RECORD EXTRACTS:
//! WebGPU render pipeline for instanced circles

use bytemuck::{Pod, Zeroable};
use wgpu::util::DeviceExt;

use super::batch::CircleBatch;
use super::vertex::{CircleInstance, colors};

/// Stroke width in pixels, matching the canvas default line width
const STROKE_WIDTH: f32 = 1.0;

/// Shader globals (must match circle.wgsl)
#[repr(C)]
#[derive(Copy, Clone, Pod, Zeroable)]
struct Globals {
    resolution: [f32; 2],      // offset 0
    stroke_width: f32,         // offset 8
    _pad0: f32,                // offset 12 - align vec4 array to 16 bytes
    gradient_top: [f32; 4],    // offset 16
    gradient_mid: [f32; 4],    // offset 32
    gradient_bottom: [f32; 4], // offset 48
    stroke_color: [f32; 4],    // offset 64
}

/// Render state for one surface
pub struct RenderState {
    pub surface: wgpu::Surface<'static>,
    pub device: wgpu::Device,
    pub queue: wgpu::Queue,
    pub config: wgpu::SurfaceConfiguration,
    pub pipeline: wgpu::RenderPipeline,
    globals: Globals,
    globals_buffer: wgpu::Buffer,
    bind_group: wgpu::BindGroup,
    instance_buffer: wgpu::Buffer,
    instance_count: u32,
    /// Viewport size in pixels
    pub size: (u32, u32),
}

impl RenderState {
    pub async fn new(
        surface: wgpu::Surface<'static>,
        adapter: &wgpu::Adapter,
        width: u32,
        height: u32,
    ) -> Self {
        let (device, queue) = adapter
            .request_device(&wgpu::DeviceDescriptor {
                label: Some("drift-field-device"),
                required_features: wgpu::Features::empty(),
                required_limits: wgpu::Limits::downlevel_webgl2_defaults(),
                memory_hints: Default::default(),
                trace: Default::default(),
                experimental_features: Default::default(),
            })
            .await
            .expect("Failed to create device");

        let surface_caps = surface.get_capabilities(adapter);
        let surface_format = surface_caps
            .formats
            .iter()
            .find(|f| f.is_srgb())
            .copied()
            .unwrap_or(surface_caps.formats[0]);
        log::info!("Using surface format: {:?}", surface_format);

        let config = wgpu::SurfaceConfiguration {
            usage: wgpu::TextureUsages::RENDER_ATTACHMENT,
            format: surface_format,
            width,
            height,
            present_mode: wgpu::PresentMode::AutoVsync,
            alpha_mode: surface_caps.alpha_modes[0],
            view_formats: vec![],
            desired_maximum_frame_latency: 2,
        };
        surface.configure(&device, &config);

        let shader = device.create_shader_module(wgpu::ShaderModuleDescriptor {
            label: Some("circle_shader"),
            source: wgpu::ShaderSource::Wgsl(include_str!("circle.wgsl").into()),
        });

        // Before the first resize the field is flat blue with white strokes;
        // a degenerate gradient (all stops equal) gives exactly that.
        let globals = Globals {
            resolution: [width as f32, height as f32],
            stroke_width: STROKE_WIDTH,
            _pad0: 0.0,
            gradient_top: colors::FILL_BLUE,
            gradient_mid: colors::FILL_BLUE,
            gradient_bottom: colors::FILL_BLUE,
            stroke_color: colors::STROKE_WHITE,
        };
        let globals_buffer = device.create_buffer_init(&wgpu::util::BufferInitDescriptor {
            label: Some("globals"),
            contents: bytemuck::bytes_of(&globals),
            usage: wgpu::BufferUsages::UNIFORM | wgpu::BufferUsages::COPY_DST,
        });

        let bind_group_layout = device.create_bind_group_layout(&wgpu::BindGroupLayoutDescriptor {
            label: Some("globals_layout"),
            entries: &[wgpu::BindGroupLayoutEntry {
                binding: 0,
                visibility: wgpu::ShaderStages::VERTEX_FRAGMENT,
                ty: wgpu::BindingType::Buffer {
                    ty: wgpu::BufferBindingType::Uniform,
                    has_dynamic_offset: false,
                    min_binding_size: None,
                },
                count: None,
            }],
        });

        let bind_group = device.create_bind_group(&wgpu::BindGroupDescriptor {
            label: Some("globals_bind_group"),
            layout: &bind_group_layout,
            entries: &[wgpu::BindGroupEntry {
                binding: 0,
                resource: globals_buffer.as_entire_binding(),
            }],
        });

        let pipeline_layout = device.create_pipeline_layout(&wgpu::PipelineLayoutDescriptor {
            label: Some("pipeline_layout"),
            bind_group_layouts: &[&bind_group_layout],
            immediate_size: 0,
        });

        let pipeline = device.create_render_pipeline(&wgpu::RenderPipelineDescriptor {
            label: Some("circle_pipeline"),
            layout: Some(&pipeline_layout),
            vertex: wgpu::VertexState {
                module: &shader,
                entry_point: Some("vs_main"),
                buffers: &[CircleInstance::desc()],
                compilation_options: Default::default(),
            },
            fragment: Some(wgpu::FragmentState {
                module: &shader,
                entry_point: Some("fs_main"),
                targets: &[Some(wgpu::ColorTargetState {
                    format: config.format,
                    blend: Some(wgpu::BlendState::ALPHA_BLENDING),
                    write_mask: wgpu::ColorWrites::ALL,
                })],
                compilation_options: Default::default(),
            }),
            primitive: wgpu::PrimitiveState {
                topology: wgpu::PrimitiveTopology::TriangleList,
                strip_index_format: None,
                front_face: wgpu::FrontFace::Ccw,
                cull_mode: None,
                polygon_mode: wgpu::PolygonMode::Fill,
                unclipped_depth: false,
                conservative: false,
            },
            depth_stencil: None,
            multisample: wgpu::MultisampleState::default(),
            multiview_mask: None,
            cache: None,
        });

        // Placeholder instance buffer, replaced on the first frame
        let instance_buffer = device.create_buffer_init(&wgpu::util::BufferInitDescriptor {
            label: Some("instance_buffer"),
            contents: bytemuck::cast_slice(&[CircleInstance::new(0.0, 0.0, 0.0, 0)]),
            usage: wgpu::BufferUsages::VERTEX | wgpu::BufferUsages::COPY_DST,
        });

        Self {
            surface,
            device,
            queue,
            config,
            pipeline,
            globals,
            globals_buffer,
            bind_group,
            instance_buffer,
            instance_count: 0,
            size: (width, height),
        }
    }

    pub fn resize(&mut self, new_width: u32, new_height: u32) {
        if new_width > 0 && new_height > 0 {
            self.size = (new_width, new_height);
            self.config.width = new_width;
            self.config.height = new_height;
            self.surface.configure(&self.device, &self.config);
            self.globals.resolution = [new_width as f32, new_height as f32];
            self.write_globals();
        }
    }

    /// Restyle the fill gradient (the resize handler swaps the initial flat
    /// blue for the white/gold/orange-red ramp).
    pub fn set_gradient(&mut self, top: [f32; 4], mid: [f32; 4], bottom: [f32; 4]) {
        self.globals.gradient_top = top;
        self.globals.gradient_mid = mid;
        self.globals.gradient_bottom = bottom;
        self.write_globals();
    }

    fn write_globals(&self) {
        self.queue
            .write_buffer(&self.globals_buffer, 0, bytemuck::bytes_of(&self.globals));
    }

    /// Upload the batch and render one frame.
    pub fn render(&mut self, batch: &CircleBatch) -> Result<(), wgpu::SurfaceError> {
        if !batch.is_empty() {
            self.instance_buffer =
                self.device
                    .create_buffer_init(&wgpu::util::BufferInitDescriptor {
                        label: Some("instance_buffer"),
                        contents: bytemuck::cast_slice(&batch.instances),
                        usage: wgpu::BufferUsages::VERTEX,
                    });
        }
        self.instance_count = batch.len() as u32;

        let output = self.surface.get_current_texture()?;
        let view = output
            .texture
            .create_view(&wgpu::TextureViewDescriptor::default());

        let mut encoder = self
            .device
            .create_command_encoder(&wgpu::CommandEncoderDescriptor {
                label: Some("render_encoder"),
            });

        {
            let [r, g, b, a] = colors::BACKGROUND;
            let mut render_pass = encoder.begin_render_pass(&wgpu::RenderPassDescriptor {
                label: Some("render_pass"),
                color_attachments: &[Some(wgpu::RenderPassColorAttachment {
                    view: &view,
                    resolve_target: None,
                    ops: wgpu::Operations {
                        load: wgpu::LoadOp::Clear(wgpu::Color {
                            r: r as f64,
                            g: g as f64,
                            b: b as f64,
                            a: a as f64,
                        }),
                        store: wgpu::StoreOp::Store,
                    },
                    depth_slice: None,
                })],
                depth_stencil_attachment: None,
                timestamp_writes: None,
                occlusion_query_set: None,
                multiview_mask: None,
            });

            if self.instance_count > 0 {
                render_pass.set_pipeline(&self.pipeline);
                render_pass.set_bind_group(0, &self.bind_group, &[]);
                render_pass.set_vertex_buffer(0, self.instance_buffer.slice(..));
                render_pass.draw(0..6, 0..self.instance_count);
            }
        }

        self.queue.submit(std::iter::once(encoder.finish()));
        output.present();

        Ok(())
    }
}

EXERCISE PROMPT: Extract, from the material above, each line holding the word "usage".

SOLUTION TO THIS TASK:
            usage: wgpu::TextureUsages::RENDER_ATTACHMENT,
            usage: wgpu::BufferUsages::UNIFORM | wgpu::BufferUsages::COPY_DST,
            usage: wgpu::BufferUsages::VERTEX | wgpu::BufferUsages::COPY_DST,
                        usage: wgpu::BufferUsages::VERTEX,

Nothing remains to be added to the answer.